“Dr. David Nichols is not only an extraordinary doctor and pilot, but also a teacher and encourager,” says AOPA ePublishing Managing Editor Alyssa J. Miller. “Upon learning that I’d just received my single-engine land instrument rating and that I’ve always dreamed of learning to fly helicopters, Nichols replied in a matter-of-fact tone, ‘Well, it’s done then. If you’ve got a dream, you’ve got it.’ Coming from him, I believe it.” Nichols has inspired all 600 residents on remote Tangier Island in Virginia’s Chesapeake Bay, where he provides affordable healthcare ( “ GA Serves America: DR COPTR”). He even helped a 17-year-old high school dropout become a nurse and later a physician’s assistant; she now runs the island clinic under his care.
“Looking down on the farm fields of Ohio while my airplane’s engine hummed along on its first tank of an experimental fuel derived from sorghum, I couldn’t help but daydream about the hopefully not-far-off day when those farms grow the raw material for a domestically produced, unleaded, inexpensive, and renewable avgas,” says Senior Editor Dave Hirschman. Hirschman visited Swift Enterprises, a small company near Purdue University’s campus in Indiana, which has developed its own fuel and makes it in a small factory that looks like a microbrewery ( “ Grass as Gas”). “The fuel looks and smells kind of odd, but it propelled my Lycoming 0-320-powered airplane smoothly, and, yes, swiftly, home to Maryland. The economic, environmental, and logistical perils of 100LL and our total reliance on it are well known. Finding a suitable replacement will be devilishly complex, but it’s exciting to know that real alternatives are taking shape that could power general aviation to a brighter future.”
“Long ago I had three lessons in a Schweizer 2-22 training glider in Arcadia, Florida,” says contributor Mark R. Twombly. “Two of the flights lasted 12 minutes each, including the tow, and one went for all of 10 minutes. If there were any altitude-sustaining thermals around that day, the instructor managed to skillfully avoid them.” Contrast that less-than-inspiring experience to spending more than three hours aloft on a cross-country speed run in a high-performance glider piloted by one of the best and most accomplished glider pilots in the world—and then doing it again the next day. Such was Twombly’s redemptive experience at the Senior Soaring Championship in Clermont, Florida, last March. Read about the complex, highly competitive sport of competition gliding as practiced by “mature” pilots in Twombly’s “ Pure Magic.”

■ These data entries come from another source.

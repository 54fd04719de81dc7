// Copyright (c) 2024-2026 Martin Schröder <info@swedishembedded.com>
//
// SPDX-License-Identifier: MIT
use tracing::warn;

use freja_config::EngineConfig;
use freja_model::{Message, ModelProvider};

use crate::action::Action;
use crate::llm::{call_with_guards, GuardContext};
use crate::prompts;
use crate::session::{HistoryEntry, HistoryRole, Session, TurnInput};

/// Fallback text when the model fails the whole retry budget.
pub(crate) const FALLBACK_TEXT: &str =
    "Sorry, I had trouble understanding that. Could you try again in one short sentence?";

/// How many recent assistant messages feed the verbatim re-ask guard.
const REASK_MEMORY: usize = 4;

/// Run a conversation turn: compose the system prompt from the current
/// session, send the recent history, and obtain the next action through the
/// guarded caller.
pub(crate) async fn run(
    session: &mut Session,
    input: &TurnInput,
    provider: &dyn ModelProvider,
    config: &EngineConfig,
) {
    // Add the user message to history if no prior node already has.
    if !session.user_message_added && !input.user_message.trim().is_empty() {
        session.history.push(HistoryEntry::user(input.user_message.clone()));
        session.user_message_added = true;
    }

    let context = prompts::form_context(&session.form, config);
    let system = prompts::conversation_prompt(&context, &session.answers, &session.required_fields);

    let mut messages = vec![Message::system(system)];
    let start = session
        .history
        .len()
        .saturating_sub(config.max_history_messages);
    for entry in &session.history[start..] {
        match entry.role {
            // Directives ride the user channel.
            HistoryRole::User | HistoryRole::Directive => {
                messages.push(Message::user(entry.content.clone()));
            }
            HistoryRole::Assistant => {
                messages.push(Message::assistant(entry.content.clone()));
            }
        }
    }

    let parsed = {
        let recent_assistant_texts: Vec<String> = session
            .history
            .iter()
            .rev()
            .filter(|e| e.role == HistoryRole::Assistant)
            .take(REASK_MEMORY)
            .map(|e| e.content.clone())
            .collect();
        let ctx = GuardContext {
            answers: &session.answers,
            required_fields: &session.required_fields,
            initial_extraction_done: session.initial_extraction_done,
            allow_answered_field_update: session.allow_answered_field_update,
            reask_field_id: session.reask_field_id.as_deref(),
            recent_assistant_texts,
        };
        call_with_guards(provider, &mut messages, &ctx, config.max_llm_attempts).await
    };

    match parsed {
        Some(payload) => {
            session.parsed_llm_response = Some(payload);
        }
        None => {
            // Model completely failed — end the turn with the fallback.
            // Pending fields stay untouched so the user can simply retry.
            warn!("model failed the retry budget, emitting fallback message");
            session.history.push(HistoryEntry::assistant(FALLBACK_TEXT));
            session.action = Some(Action::message(FALLBACK_TEXT));
            session.parsed_llm_response = None;
        }
    }
}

In October 2007 aviation attorney Rick Durden received a call from Roger Rushmeyer, the unpaid president of the organization that was running historic Park Township Airport near Holland, Michigan ( “ The Little Airport That Could”). Rushmeyer explained that the township had turned over the operation of its 70-year-old airport to a group of pilots some years ago and things were not going well. There was pressure to close the airport and the pilot organization could not afford the costs of keeping the airport open. They needed help negotiating a new agreement with the township. With that start, Durden was plunged into what would be a frantic, months-long effort to help save the airport. Largely because of the work of the pilots and airport supporters, the story has a happy ending. Durden writes about the challenges the airport faced in its uphill battle and offers suggestions for those who are fighting to save local airports.